Recursion
=========

Recursion is easier to *describe* than ADTs. Basically, recursion refers to a
function that calls itself. The function might directly call itself like
this::

	int sum(int n) {
		if (n <= 0) return 0;
		return n + sum(n - 1);  // sum calls itself!
	}

Or it could indirect like this::

	int ping() {
		pong();
	}

	void pong() {
		ping();
	}

Recursion is important for a couple of reasons:

- Any algorithm that uses a loop can be re-written as an algorithm that uses 
  recursion. This is mainly of theoretical interest. However, some programming 
  languages (such as Haskell) have no loops at all and require that you use 
  recursion everywhere.

- Recursion is often a good way to think about solving a problem.
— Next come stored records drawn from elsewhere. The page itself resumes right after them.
//! Connect command implementation

use std::path::PathBuf;

use anyhow::Result;
use clap::{Args, Subcommand};

use zl_core::KubeAuthMaterial;
use zl_daemon::{DaemonRequest, StartOutcome, TargetDetails};

use crate::context::CliContext;
use crate::output::{print_info, print_success};

/// Local listener options shared by every plugin
#[derive(Debug, Clone, Args)]
pub struct LocalOptions {
    /// Local port to listen on (default: the remembered port, else a free one)
    #[arg(short, long)]
    pub port: Option<u16>,

    /// Local host to bind
    #[arg(long)]
    pub host: Option<String>,

    /// Run the daemon in this terminal instead of in the background
    #[arg(long)]
    pub debug: bool,
}

/// Which kind of tunnel to bring up
#[derive(Debug, Clone, Subcommand)]
pub enum ConnectTarget {
    /// Kubernetes API proxy
    Kube {
        /// Cluster target id
        target_id: String,

        /// Display name for the target
        #[arg(long)]
        name: Option<String>,

        /// Kubernetes user to act as
        #[arg(short, long)]
        user: String,

        /// Kubernetes group (repeatable; defaults to the remembered groups)
        #[arg(short, long = "group")]
        groups: Vec<String>,

        /// Client certificate for the local proxy
        #[arg(long, requires_all = ["key", "token"])]
        cert: Option<PathBuf>,

        /// Client key for the local proxy
        #[arg(long, requires_all = ["cert", "token"])]
        key: Option<PathBuf>,

        /// Token local kubectl sessions present to the proxy
        #[arg(long, env = "ZLI_KUBE_TOKEN", requires_all = ["cert", "key"])]
        token: Option<String>,

        #[command(flatten)]
        local: LocalOptions,
    },

    /// Database tunnel
    Db {
        /// Database target id
        target_id: String,

        /// Display name for the target
        #[arg(long)]
        name: Option<String>,

        /// Host the target connects to
        #[arg(long)]
        remote_host: String,

        /// Port the target connects to
        #[arg(long)]
        remote_port: u16,

        #[command(flatten)]
        local: LocalOptions,
    },

    /// Web tunnel
    Web {
        /// Web target id
        target_id: String,

        /// Display name for the target
        #[arg(long)]
        name: Option<String>,

        /// Host the target connects to
        #[arg(long)]
        remote_host: String,

        /// Port the target connects to
        #[arg(long)]
        remote_port: u16,

        #[command(flatten)]
        local: LocalOptions,
    },
}

impl ConnectTarget {
    /// Supervisor request for this target
    pub fn into_request(self) -> DaemonRequest {
        let (target_id, name, details, local, kube_auth) = match self {
            ConnectTarget::Kube {
                target_id,
                name,
                user,
                groups,
                cert,
                key,
                token,
                local,
            } => {
                let kube_auth = match (cert, key, token) {
                    (Some(cert_path), Some(key_path), Some(token)) => Some(KubeAuthMaterial {
                        cert_path,
                        key_path,
                        token,
                    }),
                    _ => None,
                };
                let details = TargetDetails::Kube {
                    target_user: user,
                    target_groups: groups,
                };
                (target_id, name, details, local, kube_auth)
            }
            ConnectTarget::Db {
                target_id,
                name,
                remote_host,
                remote_port,
                local,
            } => {
                let details = TargetDetails::Db {
                    remote_host,
                    remote_port,
                };
                (target_id, name, details, local, None)
            }
            ConnectTarget::Web {
                target_id,
                name,
                remote_host,
                remote_port,
                local,
            } => {
                let details = TargetDetails::Web {
                    remote_host,
                    remote_port,
                };
                (target_id, name, details, local, None)
            }
        };

        DaemonRequest {
            target_name: name.unwrap_or_else(|| target_id.clone()),
            target_id,
            details,
            local_host: local.host,
            local_port: local.port,
            kube_auth,
            debug: local.debug,
        }
    }
}

/// Execute the connect command
pub async fn connect_command(ctx: &CliContext, target: ConnectTarget) -> Result<u8> {
    let request = target.into_request();
    let plugin = request.details.plugin();
    let target_name = request.target_name.clone();

    if !request.debug {
        print_info(&format!("Starting {} daemon for '{}'...", plugin, target_name));
    }

    let supervisor = ctx.supervisor()?;
    let outcome = supervisor
        .start(request)
        .await
        .map_err(|e| anyhow::Error::new(e).context(format!("Failed to start {} daemon", plugin)))?;

    match outcome {
        StartOutcome::Ready(record) => {
            let host = record.local_host.unwrap_or_default();
            let port = record
                .local_port
                .map(|p| p.to_string())
                .unwrap_or_else(|| "?".to_string());
            let pid = record
                .local_pid
                .map(|p| p.to_string())
                .unwrap_or_else(|| "?".to_string());
            print_success(&format!(
                "Connected to '{}': {} daemon listening on {}:{} (pid {})",
                target_name, plugin, host, port, pid
            ));
            Ok(0)
        }
        StartOutcome::Exited { code } => {
            tracing::info!(%plugin, code, "Debug daemon exited");
            Ok(u8::try_from(code).unwrap_or(1))
        }
    }
}

#[cfg(test)]
mod tests {
    use super::*;
    use zl_core::PluginType;

    fn local() -> LocalOptions {
        LocalOptions {
            port: Some(6100),
            host: None,
            debug: false,
        }
    }

    #[test]
    fn test_kube_request_with_credentials() {
        let request = ConnectTarget::Kube {
            target_id: "c1".into(),
            name: Some("prod".into()),
            user: "alice".into(),
            groups: vec!["devs".into()],
            cert: Some("/tmp/c.pem".into()),
            key: Some("/tmp/k.pem".into()),
            token: Some("tok".into()),
            local: local(),
        }
        .into_request();

        assert_eq!(request.details.plugin(), PluginType::Kube);
        assert_eq!(request.target_name, "prod");
        assert_eq!(request.local_port, Some(6100));
        assert_eq!(request.kube_auth.unwrap().token, "tok");
    }

    #[test]
    fn test_db_request_defaults_name_to_id() {
        let request = ConnectTarget::Db {
            target_id: "db-7".into(),
            name: None,
            remote_host: "10.0.0.5".into(),
            remote_port: 5432,
            local: local(),
        }
        .into_request();

        assert_eq!(request.target_name, "db-7");
        assert!(request.kube_auth.is_none());
        assert_eq!(
            request.details,
            TargetDetails::Db {
                remote_host: "10.0.0.5".into(),
                remote_port: 5432
            }
        );
    }
}
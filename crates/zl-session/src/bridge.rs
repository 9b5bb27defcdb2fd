//! JSON-lines shell transport
//!
//! Talks to a local connection bridge over TCP. Each line is one JSON
//! frame; the first line sent is `open` with the connection id, after which
//! the bridge streams inbound frames and accepts outbound ones.

use async_trait::async_trait;
use futures::{SinkExt, StreamExt};
use tokio::net::TcpStream;
use tokio::sync::mpsc;
use tokio_util::codec::{FramedRead, FramedWrite, LinesCodec};
use tracing::{debug, warn};

use zl_protocol::{ConnectionId, InboundFrame, OutboundFrame};

use crate::controller::{ShellTransport, TransportLink};
use crate::error::SessionError;

/// Longest inbound line accepted (output frames carry base64 payloads)
const MAX_LINE_LENGTH: usize = 4 * 1024 * 1024;

/// Buffered frames per direction
const CHANNEL_CAPACITY: usize = 256;

/// Transport backed by a TCP connection bridge
#[derive(Debug, Clone)]
pub struct BridgeTransport {
    address: String,
}

impl BridgeTransport {
    pub fn new(address: impl Into<String>) -> Self {
        Self {
            address: address.into(),
        }
    }

    pub fn address(&self) -> &str {
        &self.address
    }
}

#[async_trait]
impl ShellTransport for BridgeTransport {
    async fn open(&self, connection_id: &ConnectionId) -> Result<TransportLink, SessionError> {
        let open_error = |reason: String| SessionError::Open {
            connection_id: connection_id.to_string(),
            reason,
        };

        let stream = TcpStream::connect(&self.address)
            .await
            .map_err(|e| open_error(format!("cannot reach bridge at {}: {}", self.address, e)))?;
        stream.set_nodelay(true).ok();
        let (read_half, write_half) = stream.into_split();

        let mut reader = FramedRead::new(
            read_half,
            LinesCodec::new_with_max_length(MAX_LINE_LENGTH),
        );
        let mut writer = FramedWrite::new(write_half, LinesCodec::new());

        let open = OutboundFrame::Open {
            connection_id: connection_id.clone(),
        };
        let line = open.to_json().map_err(|e| open_error(e.to_string()))?;
        writer
            .send(line)
            .await
            .map_err(|e| open_error(e.to_string()))?;
        debug!(connection_id = %connection_id, address = %self.address, "Bridge connection opened");

        let (inbound_tx, inbound_rx) = mpsc::channel(CHANNEL_CAPACITY);
        let (outbound_tx, mut outbound_rx) = mpsc::channel::<OutboundFrame>(CHANNEL_CAPACITY);

        tokio::spawn(async move {
            while let Some(line) = reader.next().await {
                let frame = match line {
                    Ok(line) if line.trim().is_empty() => continue,
                    Ok(line) => match InboundFrame::from_json(&line) {
                        Ok(frame) => frame,
                        Err(e) => {
                            warn!("Ignoring bad frame from bridge: {}", e);
                            continue;
                        }
                    },
                    Err(e) => {
                        let _ = inbound_tx
                            .send(InboundFrame::Error {
                                message: format!("bridge read failed: {}", e),
                            })
                            .await;
                        break;
                    }
                };
                if inbound_tx.send(frame).await.is_err() {
                    break;
                }
            }
            debug!("Bridge reader finished");
        });

        tokio::spawn(async move {
            while let Some(frame) = outbound_rx.recv().await {
                let closing = frame == OutboundFrame::Close;
                let line = match frame.to_json() {
                    Ok(line) => line,
                    Err(e) => {
                        warn!("Cannot encode frame: {}", e);
                        continue;
                    }
                };
                if let Err(e) = writer.send(line).await {
                    debug!("Bridge write failed: {}", e);
                    break;
                }
                if closing {
                    break;
                }
            }
            let _ = SinkExt::<String>::close(&mut writer).await;
            debug!("Bridge writer finished");
        });

        Ok(TransportLink {
            inbound: inbound_rx,
            outbound: outbound_tx,
        })
    }
}
//! zl-core: Core configuration, local state and process utilities for zli
//!
//! This crate holds everything the daemon supervisor and the CLI share:
//! configuration files, the persisted per-plugin daemon records, and the
//! small cross-platform helpers for ports and processes.

pub mod config;
pub mod error;
pub mod port;
pub mod process;
pub mod state;
pub mod time;
pub mod types;

pub use error::{ConfigError, PortError, StateError};
pub use process::{ProcessControl, SystemProcessControl};
pub use state::{DaemonRecord, KubeAuthMaterial, LocalState, StateStore};
pub use types::PluginType;
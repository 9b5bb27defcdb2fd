//! Daemon health as reported by `/bastionzero-status`

use std::time::Duration;

use serde::Deserialize;

/// Path daemons report fatal remote-side conditions on
pub const STATUS_PATH: &str = "/bastionzero-status";

/// Body of the status endpoint
#[derive(Debug, Clone, Default, PartialEq, Eq, Deserialize)]
pub struct StatusResponse {
    /// Non-empty when the daemon hit an unrecoverable error
    #[serde(rename = "ExitMessage", default)]
    pub exit_message: String,
}

/// What `zli status` reports for one plugin
#[derive(Debug, Clone, PartialEq, Eq)]
pub enum DaemonStatus {
    /// No daemon recorded
    NotRunning,
    /// Running and not reporting problems
    Running { host: String, port: u16, pid: u32 },
    /// A pid was recorded but the process is gone; state has been repaired
    Crashed { pid: u32 },
    /// The daemon is alive but reported a fatal message
    ExitMessage { pid: u32, message: String },
    /// The daemon is alive but its status endpoint did not answer
    Unreachable { pid: u32, reason: String },
}

impl DaemonStatus {
    pub fn is_healthy(&self) -> bool {
        matches!(self, DaemonStatus::Running { .. })
    }
}

/// Fetch and parse the status endpoint, giving up after `timeout`
pub async fn fetch_status(
    client: &reqwest::Client,
    url: &str,
    timeout: Duration,
) -> Result<StatusResponse, reqwest::Error> {
    client
        .get(url)
        .timeout(timeout)
        .send()
        .await?
        .error_for_status()?
        .json::<StatusResponse>()
        .await
}
//! Locating and staging the daemon executable

use std::ffi::OsString;
use std::path::{Path, PathBuf};

use crate::error::DaemonError;

/// Environment variable pointing at a daemon source checkout
pub const CUSTOM_DAEMON_PATH_ENV: &str = "ZLI_CUSTOM_DAEMON_PATH";

/// File name of the bundled daemon binary for this platform
pub fn daemon_binary_name() -> &'static str {
    if cfg!(target_os = "windows") {
        "bctl-daemon-windows.exe"
    } else if cfg!(target_os = "macos") {
        "bctl-daemon-macos"
    } else {
        "bctl-daemon-linux"
    }
}

/// Copy `source` into `staging_dir`, replacing any stale copy
///
/// The existing file is removed first so a running old binary (or a
/// read-only leftover) never blocks the write.
pub fn stage_executable(source: &Path, staging_dir: &Path) -> Result<PathBuf, DaemonError> {
    let staging_error = |source_err| DaemonError::Staging {
        source_path: source.to_path_buf(),
        source: source_err,
    };

    let file_name = source.file_name().ok_or_else(|| {
        staging_error(std::io::Error::new(
            std::io::ErrorKind::InvalidInput,
            "daemon path has no file name",
        ))
    })?;
    let dest = staging_dir.join(file_name);

    std::fs::create_dir_all(staging_dir).map_err(staging_error)?;
    let canonical_source = source.canonicalize().map_err(staging_error)?;
    if dest.canonicalize().ok().as_ref() == Some(&canonical_source) {
        // Already staged in place; removing dest would delete the source
        mark_executable(&dest).map_err(staging_error)?;
        tracing::debug!(dest = ?dest, "Daemon executable already in staging directory");
        return Ok(dest);
    }

    match std::fs::remove_file(&dest) {
        Ok(()) => {}
        Err(e) if e.kind() == std::io::ErrorKind::NotFound => {}
        Err(e) => return Err(staging_error(e)),
    }
    std::fs::copy(source, &dest).map_err(staging_error)?;
    mark_executable(&dest).map_err(staging_error)?;

    tracing::debug!(source = ?source, dest = ?dest, "Staged daemon executable");
    Ok(dest)
}

#[cfg(unix)]
fn mark_executable(path: &Path) -> std::io::Result<()> {
    use std::os::unix::fs::PermissionsExt;
    std::fs::set_permissions(path, std::fs::Permissions::from_mode(0o755))
}

#[cfg(not(unix))]
fn mark_executable(_path: &Path) -> std::io::Result<()> {
    Ok(())
}

/// Where the daemon comes from
#[derive(Debug, Clone, PartialEq, Eq)]
pub enum DaemonExecutable {
    /// Bundled binary, copied beside the config file before each start
    Bundled {
        source_dir: PathBuf,
        staging_dir: PathBuf,
    },
    /// Daemon source checkout, run with `go run daemon.go`
    Source { dir: PathBuf },
}

/// Program, leading arguments and working directory for a daemon start
#[derive(Debug, Clone, PartialEq, Eq)]
pub struct LaunchCommand {
    pub program: PathBuf,
    pub leading_args: Vec<OsString>,
    pub cwd: Option<PathBuf>,
}

impl DaemonExecutable {
    /// Pick the executable, honouring `ZLI_CUSTOM_DAEMON_PATH`
    pub fn resolve(source_dir: PathBuf, staging_dir: PathBuf) -> Self {
        match std::env::var_os(CUSTOM_DAEMON_PATH_ENV) {
            Some(dir) if !dir.is_empty() => DaemonExecutable::Source {
                dir: PathBuf::from(dir),
            },
            _ => DaemonExecutable::Bundled {
                source_dir,
                staging_dir,
            },
        }
    }

    /// Stage (if needed) and return how to launch the daemon
    pub fn prepare(&self) -> Result<LaunchCommand, DaemonError> {
        match self {
            DaemonExecutable::Bundled {
                source_dir,
                staging_dir,
            } => {
                let staged = stage_executable(&source_dir.join(daemon_binary_name()), staging_dir)?;
                Ok(LaunchCommand {
                    program: staged,
                    leading_args: Vec::new(),
                    cwd: None,
                })
            }
            DaemonExecutable::Source { dir } => {
                tracing::warn!(dir = ?dir, "Running daemon from source checkout");
                Ok(LaunchCommand {
                    program: PathBuf::from("go"),
                    leading_args: vec!["run".into(), "daemon.go".into()],
                    cwd: Some(dir.clone()),
                })
            }
        }
    }
}
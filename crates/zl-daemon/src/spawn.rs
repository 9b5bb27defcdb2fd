//! Starting daemon processes

use std::path::Path;
use std::process::{Child, Command, Stdio};

use zl_core::ProcessControl;

use crate::error::DaemonError;
use crate::staging::LaunchCommand;

#[cfg(windows)]
const DETACHED_PROCESS: u32 = 0x0000_0008;
#[cfg(windows)]
const CREATE_NEW_PROCESS_GROUP: u32 = 0x0000_0200;

fn base_command(launch: &LaunchCommand, args: &[String]) -> Command {
    let mut cmd = Command::new(&launch.program);
    cmd.args(&launch.leading_args).args(args);
    if let Some(cwd) = &launch.cwd {
        cmd.current_dir(cwd);
    }
    cmd
}

fn spawn_error(launch: &LaunchCommand) -> impl FnOnce(std::io::Error) -> DaemonError + '_ {
    move |source| DaemonError::Spawn {
        program: launch.program.clone(),
        source,
    }
}

/// Spawn the daemon so it outlives this process
///
/// The daemon gets its own session (its pid doubles as the process group
/// id) and all stdio is discarded. The returned [`Child`] is only used to
/// notice an early exit; dropping it leaves the daemon running.
pub fn spawn_detached(launch: &LaunchCommand, args: &[String]) -> Result<Child, DaemonError> {
    let mut cmd = base_command(launch, args);
    cmd.stdin(Stdio::null())
        .stdout(Stdio::null())
        .stderr(Stdio::null());

    #[cfg(unix)]
    {
        use std::os::unix::process::CommandExt;
        // SAFETY: pre-exec runs in the child before exec; setsid is async-signal-safe.
        unsafe {
            cmd.pre_exec(|| {
                if libc::setsid() == -1 {
                    return Err(std::io::Error::last_os_error());
                }
                Ok(())
            });
        }
    }

    #[cfg(windows)]
    {
        use std::os::windows::process::CommandExt;
        cmd.creation_flags(DETACHED_PROCESS | CREATE_NEW_PROCESS_GROUP);
    }

    let child = cmd.spawn().map_err(spawn_error(launch))?;
    tracing::debug!(pid = child.id(), program = ?launch.program, "Spawned detached daemon");
    Ok(child)
}

/// Run the daemon attached to this terminal until it exits
///
/// The daemon runs in its own process group. Ctrl-C kills that whole group
/// so nothing the daemon started outlives the CLI. Returns the exit code.
pub async fn run_attached(
    launch: &LaunchCommand,
    args: &[String],
    process: &dyn ProcessControl,
) -> Result<i32, DaemonError> {
    let mut cmd = base_command(launch, args);
    cmd.stdin(Stdio::inherit())
        .stdout(Stdio::inherit())
        .stderr(Stdio::inherit());

    #[cfg(unix)]
    {
        use std::os::unix::process::CommandExt;
        cmd.process_group(0);
    }

    #[cfg(windows)]
    {
        use std::os::windows::process::CommandExt;
        cmd.creation_flags(CREATE_NEW_PROCESS_GROUP);
    }

    let mut child = tokio::process::Command::from(cmd)
        .spawn()
        .map_err(spawn_error(launch))?;
    let pid = child.id().unwrap_or_default();
    tracing::debug!(pid, "Daemon running attached");

    let status = tokio::select! {
        status = child.wait() => status,
        _ = tokio::signal::ctrl_c() => {
            tracing::info!(pid, "Interrupted, killing daemon process group");
            process.kill_by_pid(pid);
            child.wait().await
        }
    };
    let status = status.map_err(spawn_error(launch))?;

    Ok(status.code().unwrap_or(1))
}

/// Last non-empty line of the daemon log, if there is one
pub fn last_log_line(path: &Path) -> Option<String> {
    let content = std::fs::read_to_string(path).ok()?;
    content
        .lines()
        .rev()
        .map(str::trim)
        .find(|line| !line.is_empty())
        .map(str::to_string)
}

#[cfg(test)]
mod tests {
    use super::*;
    use tempfile::TempDir;

    #[test]
    fn test_last_log_line_skips_blank_tail() {
        let dir = TempDir::new().unwrap();
        let path = dir.path().join("daemon.log");
        std::fs::write(&path, "starting\nfailed to dial service\n\n").unwrap();
        assert_eq!(
            last_log_line(&path).as_deref(),
            Some("failed to dial service")
        );
    }

    #[test]
    fn test_last_log_line_missing_file() {
        assert_eq!(last_log_line(Path::new("/nonexistent/daemon.log")), None);
    }

    #[test]
    fn test_spawn_missing_program_is_spawn_error() {
        let launch = LaunchCommand {
            program: "/nonexistent/bctl-daemon".into(),
            leading_args: Vec::new(),
            cwd: None,
        };
        let err = spawn_detached(&launch, &[]).unwrap_err();
        assert!(matches!(err, DaemonError::Spawn { .. }));
    }

    #[cfg(unix)]
    #[tokio::test]
    async fn test_run_attached_returns_exit_code() {
        let launch = LaunchCommand {
            program: "sh".into(),
            leading_args: vec!["-c".into(), "exit 3".into()],
            cwd: None,
        };
        let code = run_attached(&launch, &[], &zl_core::SystemProcessControl)
            .await
            .unwrap();
        assert_eq!(code, 3);
    }

    #[cfg(unix)]
    #[test]
    fn test_detached_daemon_leads_its_own_session() {
        let launch = LaunchCommand {
            program: "sleep".into(),
            leading_args: Vec::new(),
            cwd: None,
        };
        let mut child = spawn_detached(&launch, &["30".to_string()]).unwrap();
        let pid = child.id() as libc::pid_t;

        // setsid runs before exec, so poll briefly for it to take effect
        let mut sid = -1;
        for _ in 0..50 {
            sid = unsafe { libc::getsid(pid) };
            if sid == pid {
                break;
            }
            std::thread::sleep(std::time::Duration::from_millis(10));
        }
        assert_eq!(sid, pid);

        zl_core::SystemProcessControl.kill_by_pid(child.id());
        child.wait().unwrap();
    }
}
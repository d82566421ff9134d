//! labharvest - resilient harvester for paginated race results.
//!
//! Jobs (provider "subevents") are resolved to a page count, their pages are
//! extracted concurrently through an interactive browser session or a paged
//! JSON API, and the records of each job are written as CSV once every page
//! has succeeded.

pub mod cli;
pub mod config;
pub mod models;
pub mod output;
pub mod scrapers;
pub mod services;
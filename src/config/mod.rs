//! Configuration management for labharvest using the prefer crate.

mod api;
mod browser;
mod settings;
mod site;

use std::path::{Path, PathBuf};

use serde::{Deserialize, Serialize};
use thiserror::Error;
use tracing::{debug, warn};

pub use api::{ApiConfig, API_KEY_ENV, DEFAULT_SUBSCRIPTION_KEY_HEADER, PARTICIPANTS_PER_PAGE};
pub use browser::BrowserEngineConfig;
pub use settings::{
    OutputTarget, Settings, SourceMode, DEFAULT_ID_COLUMN, DEFAULT_JOB_WORKERS,
    DEFAULT_PAGE_WORKERS,
};
pub use site::{SiteConfig, TimingConfig, DEFAULT_PAGE_URL_TEMPLATE};

#[derive(Debug, Error)]
pub enum ConfigError {
    #[error("Failed to read config file {path}: {source}")]
    Read {
        path: PathBuf,
        #[source]
        source: std::io::Error,
    },
    #[error("Failed to parse {format} config {path}: {message}")]
    Parse {
        format: &'static str,
        path: PathBuf,
        message: String,
    },
    #[error("Invalid config {path}: {message}")]
    Invalid { path: PathBuf, message: String },
}

/// Configuration file structure.
#[derive(Debug, Clone, Default, Serialize, Deserialize)]
pub struct Config {
    #[serde(default, skip_serializing_if = "Option::is_none")]
    pub mode: Option<SourceMode>,
    #[serde(default, skip_serializing_if = "Option::is_none")]
    pub page_workers: Option<usize>,
    #[serde(default, skip_serializing_if = "Option::is_none")]
    pub job_workers: Option<usize>,
    /// Directory for per-job CSV files.
    #[serde(default, skip_serializing_if = "Option::is_none")]
    pub output_dir: Option<String>,
    /// Single cumulative CSV; takes precedence over `output_dir`.
    #[serde(default, skip_serializing_if = "Option::is_none")]
    pub append_file: Option<String>,
    #[serde(default, skip_serializing_if = "Option::is_none")]
    pub jobs_file: Option<String>,
    #[serde(default, skip_serializing_if = "Option::is_none")]
    pub id_column: Option<String>,
    /// Directory for raw row markup; capture is off when unset.
    #[serde(default, skip_serializing_if = "Option::is_none")]
    pub html_dir: Option<String>,
    #[serde(default)]
    pub site: SiteConfig,
    #[serde(default)]
    pub timing: TimingConfig,
    #[serde(default)]
    pub browser: BrowserEngineConfig,
    #[serde(default)]
    pub api: ApiConfig,
    /// Path to the config file this was loaded from (not serialized).
    #[serde(skip)]
    pub source_path: Option<PathBuf>,
}

impl Config {
    /// Load configuration using prefer crate for discovery.
    /// Automatically discovers labharvest config files in standard locations.
    pub async fn load() -> Self {
        match prefer::load("labharvest").await {
            Ok(pref_config) => {
                if let Some(path) = pref_config.source_path() {
                    match Self::load_from_path(path).await {
                        Ok(config) => config,
                        Err(e) => {
                            warn!("Ignoring config file: {}", e);
                            Self::default_with_env()
                        }
                    }
                } else {
                    Self::default_with_env()
                }
            }
            Err(_) => {
                debug!("No config file found, using defaults");
                Self::default_with_env()
            }
        }
    }

    /// Defaults with environment overrides applied.
    pub fn default_with_env() -> Self {
        Self::default().with_env_overrides()
    }

    fn with_env_overrides(mut self) -> Self {
        self.browser = self.browser.with_env_overrides();
        self.api = self.api.with_env_overrides();
        self
    }

    /// Load configuration from a specific file path.
    /// Supports JSON, TOML and YAML based on file extension.
    pub async fn load_from_path(path: &Path) -> Result<Self, ConfigError> {
        let contents =
            tokio::fs::read_to_string(path)
                .await
                .map_err(|source| ConfigError::Read {
                    path: path.to_path_buf(),
                    source,
                })?;

        let mut config = Self::parse(path, &contents)?;
        config.source_path = Some(path.to_path_buf());
        Ok(config.with_env_overrides())
    }

    fn parse(path: &Path, contents: &str) -> Result<Self, ConfigError> {
        let ext = path.extension().and_then(|e| e.to_str()).unwrap_or("json");
        let parse_error = |format: &'static str, message: String| ConfigError::Parse {
            format,
            path: path.to_path_buf(),
            message,
        };

        let config: Self = match ext {
            "toml" => toml::from_str(contents).map_err(|e| parse_error("TOML", e.to_string()))?,
            "yaml" | "yml" => {
                serde_yaml::from_str(contents).map_err(|e| parse_error("YAML", e.to_string()))?
            }
            _ => serde_json::from_str(contents).map_err(|e| parse_error("JSON", e.to_string()))?,
        };

        config.api.validate().map_err(|message| ConfigError::Invalid {
            path: path.to_path_buf(),
            message,
        })?;
        Ok(config)
    }

    /// Directory relative paths are resolved against: the config file's
    /// directory, or the working directory.
    pub fn base_dir(&self) -> PathBuf {
        self.source_path
            .as_ref()
            .and_then(|p| p.parent().map(|p| p.to_path_buf()))
            .or_else(|| std::env::current_dir().ok())
            .unwrap_or_else(|| PathBuf::from("."))
    }

    /// Resolve a path that may be relative to the config file.
    /// - Absolute paths are returned as-is
    /// - Paths starting with ~ are expanded
    /// - Relative paths are resolved relative to `base_dir`
    pub fn resolve_path(&self, path_str: &str, base_dir: &Path) -> PathBuf {
        let expanded = shellexpand::tilde(path_str);
        let path = Path::new(expanded.as_ref());

        if path.is_absolute() {
            path.to_path_buf()
        } else {
            base_dir.join(path)
        }
    }

    /// Apply configuration to settings.
    pub fn apply_to_settings(&self, settings: &mut Settings, base_dir: &Path) {
        if let Some(mode) = self.mode {
            settings.mode = mode;
        }
        if let Some(workers) = self.page_workers {
            settings.page_workers = workers.max(1);
        }
        if let Some(workers) = self.job_workers {
            settings.job_workers = workers.max(1);
        }
        if let Some(ref dir) = self.output_dir {
            settings.output = OutputTarget::Directory(self.resolve_path(dir, base_dir));
        }
        if let Some(ref file) = self.append_file {
            settings.output = OutputTarget::Append(self.resolve_path(file, base_dir));
        }
        if let Some(ref jobs) = self.jobs_file {
            settings.jobs_file = Some(self.resolve_path(jobs, base_dir));
        }
        if let Some(ref column) = self.id_column {
            settings.id_column = column.clone();
        }
        if let Some(ref dir) = self.html_dir {
            settings.html_dir = Some(self.resolve_path(dir, base_dir));
        }
    }
}

/// How to locate the config file and resolve relative paths.
#[derive(Debug, Clone, Default)]
pub struct LoadOptions {
    /// Explicit config file; skips discovery.
    pub config_path: Option<PathBuf>,
    /// Resolve relative paths from the working directory instead of the
    /// config file's directory.
    pub use_cwd: bool,
}

/// Load the config and fold it into default settings.
pub async fn load_settings_with_options(
    options: LoadOptions,
) -> Result<(Settings, Config), ConfigError> {
    let config = match options.config_path {
        Some(ref path) => Config::load_from_path(path).await?,
        None => Config::load().await,
    };

    let base_dir = if options.use_cwd {
        std::env::current_dir().unwrap_or_else(|_| PathBuf::from("."))
    } else {
        config.base_dir()
    };

    let mut settings = Settings::default();
    config.apply_to_settings(&mut settings, &base_dir);
    Ok((settings, config))
}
Many tricky 
  CS/math problems are best attacked using recursion. Even if you don't end up 
  implementing your final program using recursion, it is a useful and very powerful 
  problem-solving tool.

- Recursive algorithms are often short and sweet, and so have a reputation for 
  elegance. Unfortunately, implementations of recursive functions often use more 
  time and memory then equivalent non-recursive functions because calling a function 
  in a language like C++ requires saving information on the call stack.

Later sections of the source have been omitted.